Desperate existential despair is not a grade on the autistic spectrum

by Luke Gittos

The portly nine year old nihilist hopped off the last step of the council bus and spent a moment staring at the ground.

‘Fattened by the Rhotis used to silence him at dinner,’ said Meera, my middle aged Goan colleague. ‘Indian families like his cannot handle any victory for despair over optimism.’ I nodded like I knew what she was talking about. Reg, the recently widowed bus driver shouted after the boy:

‘See you Raj.’

The boy looked up at him and then back at the centre, where we ushered him in. His file said he had lost his father in 2004 Tsunami.

Raj spent his days sighing every minute. While silenced by autism, the breath he pushed through his cheeks carried every word that had ever been said on misery. Too too sullied flesh melted between his teeth. The boy could not play. He would meet every suggestion with the same puff of his cheeks, the same desperately sad eyes.

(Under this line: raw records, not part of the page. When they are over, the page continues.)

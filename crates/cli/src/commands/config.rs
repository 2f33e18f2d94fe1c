use std::env;
use std::fs;
use std::path::{Path, PathBuf};

use toml::Value;
use weddy_core::config::{AppConfig, LoadOptions};

pub fn run() -> String {
    let config = match AppConfig::load(LoadOptions::default()) {
        Ok(config) => config,
        Err(error) => return format!("config validation failed: {error}"),
    };

    let config_file_path = detect_config_path();
    let config_file_doc = load_config_file_doc(config_file_path.as_deref());

    let mut lines = vec!["effective config (source precedence: env > file > default):".to_string()];
    for (key, env_keys, value) in effective_values(&config) {
        let source =
            field_source(key, env_keys, config_file_doc.as_ref(), config_file_path.as_deref());
        lines.push(render_line(key, &value, source));
    }

    lines.join("\n")
}

type EffectiveValue = (&'static str, &'static [&'static str], String);

fn field(key: &'static str, env_keys: &'static [&'static str], value: String) -> EffectiveValue {
    (key, env_keys, value)
}

fn effective_values(config: &AppConfig) -> Vec<EffectiveValue> {
    vec![
        field("database.url", &["WEDDY_DATABASE_URL"], config.database.url.clone()),
        field(
            "database.max_connections",
            &["WEDDY_DATABASE_MAX_CONNECTIONS"],
            config.database.max_connections.to_string(),
        ),
        field(
            "database.timeout_secs",
            &["WEDDY_DATABASE_TIMEOUT_SECS"],
            config.database.timeout_secs.to_string(),
        ),
        field("server.bind_address", &["WEDDY_SERVER_BIND_ADDRESS"], config.server.bind_address.clone()),
        field("server.port", &["WEDDY_SERVER_PORT"], config.server.port.to_string()),
        field(
            "server.graceful_shutdown_secs",
            &["WEDDY_SERVER_GRACEFUL_SHUTDOWN_SECS"],
            config.server.graceful_shutdown_secs.to_string(),
        ),
        field(
            "images.base_path",
            &["WEDDY_IMAGES_BASE_PATH"],
            config.images.base_path.display().to_string(),
        ),
        field("cache.backend", &["WEDDY_CACHE_BACKEND"], format!("{:?}", config.cache.backend)),
        field("cache.ttl_secs", &["WEDDY_CACHE_TTL_SECS"], config.cache.ttl_secs.to_string()),
        field(
            "recommend.default_limit",
            &["WEDDY_RECOMMEND_DEFAULT_LIMIT"],
            config.recommend.default_limit.to_string(),
        ),
        field(
            "logging.level",
            &["WEDDY_LOGGING_LEVEL", "WEDDY_LOG_LEVEL"],
            config.logging.level.clone(),
        ),
        field(
            "logging.format",
            &["WEDDY_LOGGING_FORMAT", "WEDDY_LOG_FORMAT"],
            format!("{:?}", config.logging.format),
        ),
    ]
}

fn detect_config_path() -> Option<PathBuf> {
    [PathBuf::from("weddy.toml"), PathBuf::from("config/weddy.toml")]
        .into_iter()
        .find(|path| path.exists())
}

fn load_config_file_doc(path: Option<&Path>) -> Option<Value> {
    let path = path?;
    let raw = fs::read_to_string(path).ok()?;
    raw.parse::<Value>().ok()
}

fn field_source(
    key_path: &str,
    env_keys: &[&str],
    config_file_doc: Option<&Value>,
    config_file_path: Option<&Path>,
) -> String {
    if let Some(env_key) = env_keys.iter().find(|key| env::var_os(key).is_some()) {
        return format!("env ({env_key})");
    }

    if let Some(doc) = config_file_doc {
        if contains_path(doc, key_path) {
            let file_path = config_file_path
                .map(|path| path.display().to_string())
                .unwrap_or_else(|| "config file".to_string());
            return format!("file ({file_path})");
        }
    }

    "default".to_string()
}

fn contains_path(root: &Value, key_path: &str) -> bool {
    let mut current = root;
    for key in key_path.split('.') {
        let Some(next) = current.get(key) else {
            return false;
        };
        current = next;
    }
    true
}

fn render_line(key: &str, value: &str, source: String) -> String {
    format!("- {key} = {value} (source: {source})")
}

Entertaining him became an initiation ritual for overly enthusiastic student staff members. Joyous young women desperate to spread their banal love of live would be reduced to a state resembling juvenile M.E within 20 minutes of encountering the boy’s trenchant gloom. Legend goes that his first support worker resorted to eating an entire Playstation, piece by piece, in the hope that his digitised burps and lacerated gut would break the child’s cycle of autistic indifference.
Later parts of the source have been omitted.